Francesco Vaia, direttore sanitario dell’istituto “Spallanzani” di Roma, è intervenuto in qualità di ospite ai microfoni del Tg4, al fine di fare il punto della situazione sul quadro pandemico in Italia e commentare questa quarta ondata, che si sta via via traducendo in dati sempre più severi con il passare delle settimane. Secondo quanto dichiarato dall’esperto, tuttavia, queste statistiche non devono spaventarci, in quanto “si tratta di numeri attesi: non dimentichiamo che siamo nel periodo invernale, propizio alle malattie respiratorie, e le attività sono tutte aperte”.

L’asso nella manica di tutti gli italiani per uscire al più presto da questo incubo è uno solo e Vaia non si stanca di ripeterlo da mesi, in televisione e non: “Andiamo tutti a vaccinarci, così sarà un buon Natale. Dobbiamo fare tutti la terza dose, nel minor tempo possibile, perché abbiamo visto che purtroppo, per colpa della variante Delta e Delta plus, l’efficacia del vaccino si abbassa moltissimo fra i 5 e i 6 mesi dal completamento del ciclo vaccinale”.

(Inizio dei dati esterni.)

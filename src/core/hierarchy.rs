use crate::core::record::NetworkRecord;
use crate::core::relation::{relate_networks, CidrRelation};
use crate::core::utils;
use ipnetwork::IpNetwork;
use log::{info, warn};
use std::collections::{BTreeMap, BTreeSet};

/*-------------------------------------------------------------------------------------------------
  Hierarchy Analysis
-------------------------------------------------------------------------------------------------*/

/// A pair of records whose CIDRs partially overlap. Neither contains the other, so the pair can
/// never both be created safely; it is reported for manual attention, never auto-resolved.
#[derive(Clone, Debug)]
pub struct OverlapPair {
    pub first: NetworkRecord,
    pub second: NetworkRecord,
    pub message: String,
}

/// A record whose CIDR failed to parse. Invalid records are excluded from the hierarchy and from
/// the creation plan; callers surface them as input errors.
#[derive(Clone, Debug)]
pub struct InvalidRecord {
    pub record: NetworkRecord,
    pub reason: String,
}

/// Containment hierarchy computed over one batch of candidate networks.
///
/// CIDR keys are normalized (host bits cleared). A CIDR may appear in more than one container's
/// relationship list when containers nest; the creation planner resolves each leaf to its nearest
/// container.
#[derive(Debug, Default)]
pub struct HierarchyAnalysis {
    /// Normalized CIDRs that strictly contain at least one other CIDR in the batch.
    pub containers: BTreeSet<String>,

    /// Container CIDR to the records it contains, in batch order, one entry per contained CIDR.
    /// Inclusion is transitive: a record nested two levels down appears under both enclosing
    /// containers.
    pub relationships: BTreeMap<String, Vec<NetworkRecord>>,

    /// Partially-overlapping record pairs that cannot be arranged hierarchically.
    pub overlaps: Vec<OverlapPair>,

    /// Records excluded from analysis because their CIDR failed to parse.
    pub invalid: Vec<InvalidRecord>,
}

/*--------------------------------------------------------------------------------------
  Analyze
--------------------------------------------------------------------------------------*/

/// Analyze a batch of candidate networks for containment and overlap.
///
/// Records are sorted by ascending prefix length (largest address blocks first; stable for equal
/// lengths) and every ordered pair is compared. In that ordering an earlier record either
/// contains a later one or the two are incomparable, so each `Contains` result marks the earlier
/// CIDR as a container. Pairwise comparison is O(n²); batches are tens to low hundreds of CIDRs,
/// so no spatial indexing is needed.
///
/// Duplicate CIDRs are legal input and classify as overlaps (see
/// [CidrRelation::Overlap](crate::CidrRelation)). Malformed CIDRs are excluded with a logged
/// diagnostic and reported through [HierarchyAnalysis::invalid].
pub fn analyze(records: &[NetworkRecord]) -> HierarchyAnalysis {
    let mut analysis = HierarchyAnalysis::default();

    let mut parsed: Vec<(IpNetwork, &NetworkRecord)> = Vec::with_capacity(records.len());
    for record in records {
        match record.cidr.parse::<IpNetwork>() {
            Ok(network) => parsed.push((utils::ipnetwork::network_prefix(&network), record)),
            Err(error) => {
                warn!("Excluding invalid CIDR {:?}: {error}", record.cidr);
                analysis.invalid.push(InvalidRecord {
                    record: record.clone(),
                    reason: error.to_string(),
                });
            }
        }
    }

    // Largest blocks first; stable sort preserves input order for equal prefix lengths.
    parsed.sort_by_key(|(network, _)| network.prefix());

    for i in 0..parsed.len() {
        let (network_a, record_a) = (parsed[i].0, parsed[i].1);

        for (network_b, record_b) in parsed.iter().skip(i + 1) {
            match relate_networks(network_a, *network_b) {
                CidrRelation::Contains => {
                    info!(
                        "Network {network_a} contains {network_b} - marking as container"
                    );
                    analysis.containers.insert(network_a.to_string());
                    let contained = analysis
                        .relationships
                        .entry(network_a.to_string())
                        .or_default();
                    // A duplicated CIDR in the batch relates to the same counterpart once
                    // per duplicate; record each contained CIDR only once per container.
                    if !contained
                        .iter()
                        .any(|existing| existing.cidr == record_b.cidr)
                    {
                        contained.push((*record_b).clone());
                    }
                }
                // Contained cannot occur in prefix-length order; if a sorting tie ever
                // produced one it would be a duplicate-size collision, reported the same
                // way as a partial overlap.
                CidrRelation::Overlap | CidrRelation::Contained => {
                    let message =
                        format!("Networks {network_a} and {network_b} partially overlap");
                    warn!("{message}");
                    analysis.overlaps.push(OverlapPair {
                        first: record_a.clone(),
                        second: (*record_b).clone(),
                        message,
                    });
                }
                CidrRelation::None | CidrRelation::Error => {}
            }
        }
    }

    analysis
}

/*-------------------------------------------------------------------------------------------------
  Unit Tests
-------------------------------------------------------------------------------------------------*/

FRANCESCO VAIA: “LA FASCIA DELL’OBBLIGO VACCINALE DEVE ESSERE AMPLIATA”

Successivamente, Francesco Vaia, in diretta al Tg4, ha aggiunto che “è saggio cominciare già dal quinto mese con le dosi booster e vaccinarci. Questa è la strada, visto che in rianimazione allo Spallanzani per i due terzi sono ricoverate persone non vaccinate. Un terzo è vaccinato, ma si tratta di persone molto anziane o che presentano più patologie. Questi sono dati, il resto sono chiacchiere”.

C’è però ancora un passaggio che deve essere completato a detta di Vaia, e riguarda direttamente la nostra politica: “Bisogna ampliare la fascia dell’obbligo vaccinale a tutte le persone che hanno rapporti con il pubblico, a partire dal personale sanitario, le forze dell’ordine, il personale scolastico docente e non docente, i dipendenti della grande distribuzione. Bisogna con coraggio andare avanti e allargare l’obbligo vaccinale a queste categorie”.